▸ EXCERPTED DATA:
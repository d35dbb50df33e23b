use super::{ByteStream, NodeKind, SourceNode, SourceTime, SourceTree, StorageError};
use anyhow::Result;
use async_trait::async_trait;
use chrono::{DateTime, Utc};
use futures::{StreamExt, TryStreamExt};
use std::path::{Path, PathBuf};
use tokio::fs;
use tokio_stream::wrappers::ReadDirStream;
use tokio_util::io::ReaderStream;

/// 本地目录作为源树
pub struct LocalTree {
    base_path: PathBuf,
    root: String,
    name: String,
}

impl LocalTree {
    pub fn new(path: &str, folder_path: &str) -> Result<Self> {
        let base_path = PathBuf::from(path);
        if !base_path.is_dir() {
            anyhow::bail!("本地源路径不存在或不是文件夹: {}", path);
        }
        let root = Self::normalize_path(folder_path.trim_matches(|c| c == '/' || c == '\\'));
        let name = format!("local:{}", path);
        Ok(Self {
            base_path,
            root,
            name,
        })
    }

    fn resolve_path(&self, id: &str) -> PathBuf {
        if id.is_empty() {
            self.base_path.clone()
        } else {
            self.base_path.join(id)
        }
    }

    /// 规范化路径分隔符（统一使用 /）
    fn normalize_path(path: &str) -> String {
        path.replace('\\', "/")
    }

    fn join_id(parent: &str, name: &str) -> String {
        if parent.is_empty() {
            name.to_string()
        } else {
            format!("{}/{}", parent, name)
        }
    }

    async fn count_entries(path: &Path) -> Result<u64, StorageError> {
        let entries = ReadDirStream::new(fs::read_dir(path).await?);
        Ok(entries.try_fold(0u64, |n, _| async move { Ok(n + 1) }).await?)
    }

    async fn node_for(&self, id: String, name: String) -> Result<SourceNode, StorageError> {
        let full_path = self.resolve_path(&id);
        let metadata = fs::metadata(&full_path).await?;

        let last_modified = metadata
            .modified()
            .ok()
            .map(|t| SourceTime::from(DateTime::<Utc>::from(t)));

        let (kind, child_count) = if metadata.is_dir() {
            let count = match Self::count_entries(&full_path).await {
                Ok(n) => Some(n),
                Err(e) => {
                    tracing::warn!("无法统计文件夹 {} 的子条目: {}", id, e);
                    None
                }
            };
            (NodeKind::Folder, count)
        } else {
            (NodeKind::File, None)
        };

        Ok(SourceNode {
            id,
            name,
            kind,
            child_count,
            last_modified,
        })
    }
}

#[async_trait]
impl SourceTree for LocalTree {
    async fn root(&self) -> Result<SourceNode, StorageError> {
        let name = self
            .root
            .rsplit('/')
            .next()
            .filter(|n| !n.is_empty())
            .unwrap_or(".")
            .to_string();
        let node = self.node_for(self.root.clone(), name).await?;
        if !node.is_folder() {
            return Err(StorageError::NotFound(format!("{} 不是文件夹", self.root)));
        }
        Ok(node)
    }

    async fn children(&self, node: &SourceNode) -> Result<Vec<SourceNode>, StorageError> {
        let dir = self.resolve_path(&node.id);
        let mut entries = ReadDirStream::new(fs::read_dir(&dir).await?);

        let mut names = Vec::new();
        while let Some(entry) = entries.next().await {
            let entry = entry?;
            if let Some(name) = entry.file_name().to_str() {
                names.push(name.to_string());
            } else {
                tracing::warn!("跳过非 UTF-8 文件名: {:?}", entry.path());
            }
        }
        // read_dir 的顺序不确定，按名称排序保证每次遍历一致
        names.sort();

        let mut children = Vec::with_capacity(names.len());
        for name in names {
            let id = Self::join_id(&node.id, &name);
            match self.node_for(id.clone(), name).await {
                Ok(child) => children.push(child),
                Err(e) => tracing::error!("读取条目 {} 失败，已跳过: {}", id, e),
            }
        }
        Ok(children)
    }

    async fn open_read(&self, node: &SourceNode) -> Result<ByteStream, StorageError> {
        let file = fs::File::open(self.resolve_path(&node.id)).await?;
        Ok(Box::pin(ReaderStream::new(file).map_err(StorageError::from)))
    }

    fn name(&self) -> &str {
        &self.name
    }
}

#[cfg(test)]
mod tests {
    use super::*;

    fn fixture() -> tempfile::TempDir {
        let dir = tempfile::tempdir().unwrap();
        std::fs::create_dir_all(dir.path().join("docs/A")).unwrap();
        std::fs::create_dir_all(dir.path().join("docs/B")).unwrap();
        std::fs::write(dir.path().join("docs/A/report_2024.pdf"), b"pdf").unwrap();
        std::fs::write(dir.path().join("docs/A/notes.txt"), b"txt").unwrap();
        dir
    }

    #[tokio::test]
    async fn test_children_sorted_with_counts() {
        let dir = fixture();
        let tree = LocalTree::new(dir.path().to_str().unwrap(), "docs").unwrap();

        let root = tree.root().await.unwrap();
        assert_eq!(root.name, "docs");
        assert_eq!(root.child_count, Some(2));

        let children = tree.children(&root).await.unwrap();
        let names: Vec<_> = children.iter().map(|c| c.name.as_str()).collect();
        assert_eq!(names, vec!["A", "B"]);
        assert_eq!(children[0].child_count, Some(2));
        assert_eq!(children[1].child_count, Some(0));

        let files = tree.children(&children[0]).await.unwrap();
        assert_eq!(files[0].name, "notes.txt");
        assert_eq!(files[0].id, "docs/A/notes.txt");
        assert!(files[0].is_file());
        assert!(files[0].last_modified.as_ref().and_then(|t| t.to_utc()).is_some());
    }

    #[tokio::test]
    async fn test_open_read_streams_content() {
        let dir = fixture();
        let tree = LocalTree::new(dir.path().to_str().unwrap(), "docs").unwrap();
        let root = tree.root().await.unwrap();
        let a = tree.children(&root).await.unwrap().remove(0);
        let report = tree
            .children(&a)
            .await
            .unwrap()
            .into_iter()
            .find(|c| c.name == "report_2024.pdf")
            .unwrap();

        let chunks: Vec<_> = tree.open_read(&report).await.unwrap().try_collect().await.unwrap();
        assert_eq!(chunks.concat(), b"pdf");
    }

    #[tokio::test]
    async fn test_children_of_missing_folder_is_not_found() {
        let dir = fixture();
        let tree = LocalTree::new(dir.path().to_str().unwrap(), "").unwrap();
        let ghost = SourceNode {
            id: "nope".to_string(),
            name: "nope".to_string(),
            kind: NodeKind::Folder,
            child_count: Some(1),
            last_modified: None,
        };
        assert!(matches!(
            tree.children(&ghost).await,
            Err(StorageError::NotFound(_))
        ));
    }

    #[cfg(unix)]
    #[tokio::test]
    async fn test_dangling_symlink_does_not_hide_siblings() {
        let dir = tempfile::tempdir().unwrap();
        std::fs::create_dir_all(dir.path().join("docs")).unwrap();
        std::fs::write(dir.path().join("docs/a.pdf"), b"a").unwrap();
        std::fs::write(dir.path().join("docs/b.pdf"), b"b").unwrap();
        std::os::unix::fs::symlink(dir.path().join("missing"), dir.path().join("docs/zz_link")).unwrap();

        let tree = LocalTree::new(dir.path().to_str().unwrap(), "docs").unwrap();
        let root = tree.root().await.unwrap();
        assert_eq!(root.child_count, Some(3));

        let names: Vec<_> = tree
            .children(&root)
            .await
            .unwrap()
            .into_iter()
            .map(|c| c.name)
            .collect();
        assert_eq!(names, vec!["a.pdf", "b.pdf"]);
    }
}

▸ WHAT TO DO:
With no alteration of any kind, give the data again in full.

▸ EXPECTED ANSWER:
repository d35dbb50df33e23b
use super::{ByteStream, NodeKind, SourceNode, SourceTime, SourceTree, StorageError};
use anyhow::Result;
use async_trait::async_trait;
use chrono::{DateTime, Utc};
use futures::{StreamExt, TryStreamExt};
use std::path::{Path, PathBuf};
use tokio::fs;
use tokio_stream::wrappers::ReadDirStream;
use tokio_util::io::ReaderStream;

/// 本地目录作为源树
pub struct LocalTree {
    base_path: PathBuf,
    root: String,
    name: String,
}

impl LocalTree {
    pub fn new(path: &str, folder_path: &str) -> Result<Self> {
        let base_path = PathBuf::from(path);
        if !base_path.is_dir() {
            anyhow::bail!("本地源路径不存在或不是文件夹: {}", path);
        }
        let root = Self::normalize_path(folder_path.trim_matches(|c| c == '/' || c == '\\'));
        let name = format!("local:{}", path);
        Ok(Self {
            base_path,
            root,
            name,
        })
    }

    fn resolve_path(&self, id: &str) -> PathBuf {
        if id.is_empty() {
            self.base_path.clone()
        } else {
            self.base_path.join(id)
        }
    }

    /// 规范化路径分隔符（统一使用 /）
    fn normalize_path(path: &str) -> String {
        path.replace('\\', "/")
    }

    fn join_id(parent: &str, name: &str) -> String {
        if parent.is_empty() {
            name.to_string()
        } else {
            format!("{}/{}", parent, name)
        }
    }

    async fn count_entries(path: &Path) -> Result<u64, StorageError> {
        let entries = ReadDirStream::new(fs::read_dir(path).await?);
        Ok(entries.try_fold(0u64, |n, _| async move { Ok(n + 1) }).await?)
    }

    async fn node_for(&self, id: String, name: String) -> Result<SourceNode, StorageError> {
        let full_path = self.resolve_path(&id);
        let metadata = fs::metadata(&full_path).await?;

        let last_modified = metadata
            .modified()
            .ok()
            .map(|t| SourceTime::from(DateTime::<Utc>::from(t)));

        let (kind, child_count) = if metadata.is_dir() {
            let count = match Self::count_entries(&full_path).await {
                Ok(n) => Some(n),
                Err(e) => {
                    tracing::warn!("无法统计文件夹 {} 的子条目: {}", id, e);
                    None
                }
            };
            (NodeKind::Folder, count)
        } else {
            (NodeKind::File, None)
        };

        Ok(SourceNode {
            id,
            name,
            kind,
            child_count,
            last_modified,
        })
    }
}

#[async_trait]
impl SourceTree for LocalTree {
    async fn root(&self) -> Result<SourceNode, StorageError> {
        let name = self
            .root
            .rsplit('/')
            .next()
            .filter(|n| !n.is_empty())
            .unwrap_or(".")
            .to_string();
        let node = self.node_for(self.root.clone(), name).await?;
        if !node.is_folder() {
            return Err(StorageError::NotFound(format!("{} 不是文件夹", self.root)));
        }
        Ok(node)
    }

    async fn children(&self, node: &SourceNode) -> Result<Vec<SourceNode>, StorageError> {
        let dir = self.resolve_path(&node.id);
        let mut entries = ReadDirStream::new(fs::read_dir(&dir).await?);

        let mut names = Vec::new();
        while let Some(entry) = entries.next().await {
            let entry = entry?;
            if let Some(name) = entry.file_name().to_str() {
                names.push(name.to_string());
            } else {
                tracing::warn!("跳过非 UTF-8 文件名: {:?}", entry.path());
            }
        }
        // read_dir 的顺序不确定，按名称排序保证每次遍历一致
        names.sort();

        let mut children = Vec::with_capacity(names.len());
        for name in names {
            let id = Self::join_id(&node.id, &name);
            match self.node_for(id.clone(), name).await {
                Ok(child) => children.push(child),
                Err(e) => tracing::error!("读取条目 {} 失败，已跳过: {}", id, e),
            }
        }
        Ok(children)
    }

    async fn open_read(&self, node: &SourceNode) -> Result<ByteStream, StorageError> {
        let file = fs::File::open(self.resolve_path(&node.id)).await?;
        Ok(Box::pin(ReaderStream::new(file).map_err(StorageError::from)))
    }

    fn name(&self) -> &str {
        &self.name
    }
}

#[cfg(test)]
mod tests {
    use super::*;

    fn fixture() -> tempfile::TempDir {
        let dir = tempfile::tempdir().unwrap();
        std::fs::create_dir_all(dir.path().join("docs/A")).unwrap();
        std::fs::create_dir_all(dir.path().join("docs/B")).unwrap();
        std::fs::write(dir.path().join("docs/A/report_2024.pdf"), b"pdf").unwrap();
        std::fs::write(dir.path().join("docs/A/notes.txt"), b"txt").unwrap();
        dir
    }

    #[tokio::test]
    async fn test_children_sorted_with_counts() {
        let dir = fixture();
        let tree = LocalTree::new(dir.path().to_str().unwrap(), "docs").unwrap();

        let root = tree.root().await.unwrap();
        assert_eq!(root.name, "docs");
        assert_eq!(root.child_count, Some(2));

        let children = tree.children(&root).await.unwrap();
        let names: Vec<_> = children.iter().map(|c| c.name.as_str()).collect();
        assert_eq!(names, vec!["A", "B"]);
        assert_eq!(children[0].child_count, Some(2));
        assert_eq!(children[1].child_count, Some(0));

        let files = tree.children(&children[0]).await.unwrap();
        assert_eq!(files[0].name, "notes.txt");
        assert_eq!(files[0].id, "docs/A/notes.txt");
        assert!(files[0].is_file());
        assert!(files[0].last_modified.as_ref().and_then(|t| t.to_utc()).is_some());
    }

    #[tokio::test]
    async fn test_open_read_streams_content() {
        let dir = fixture();
        let tree = LocalTree::new(dir.path().to_str().unwrap(), "docs").unwrap();
        let root = tree.root().await.unwrap();
        let a = tree.children(&root).await.unwrap().remove(0);
        let report = tree
            .children(&a)
            .await
            .unwrap()
            .into_iter()
            .find(|c| c.name == "report_2024.pdf")
            .unwrap();

        let chunks: Vec<_> = tree.open_read(&report).await.unwrap().try_collect().await.unwrap();
        assert_eq!(chunks.concat(), b"pdf");
    }

    #[tokio::test]
    async fn test_children_of_missing_folder_is_not_found() {
        let dir = fixture();
        let tree = LocalTree::new(dir.path().to_str().unwrap(), "").unwrap();
        let ghost = SourceNode {
            id: "nope".to_string(),
            name: "nope".to_string(),
            kind: NodeKind::Folder,
            child_count: Some(1),
            last_modified: None,
        };
        assert!(matches!(
            tree.children(&ghost).await,
            Err(StorageError::NotFound(_))
        ));
    }

    #[cfg(unix)]
    #[tokio::test]
    async fn test_dangling_symlink_does_not_hide_siblings() {
        let dir = tempfile::tempdir().unwrap();
        std::fs::create_dir_all(dir.path().join("docs")).unwrap();
        std::fs::write(dir.path().join("docs/a.pdf"), b"a").unwrap();
        std::fs::write(dir.path().join("docs/b.pdf"), b"b").unwrap();
        std::os::unix::fs::symlink(dir.path().join("missing"), dir.path().join("docs/zz_link")).unwrap();

        let tree = LocalTree::new(dir.path().to_str().unwrap(), "docs").unwrap();
        let root = tree.root().await.unwrap();
        assert_eq!(root.child_count, Some(3));

        let names: Vec<_> = tree
            .children(&root)
            .await
            .unwrap()
            .into_iter()
            .map(|c| c.name)
            .collect();
        assert_eq!(names, vec!["a.pdf", "b.pdf"]);
    }
}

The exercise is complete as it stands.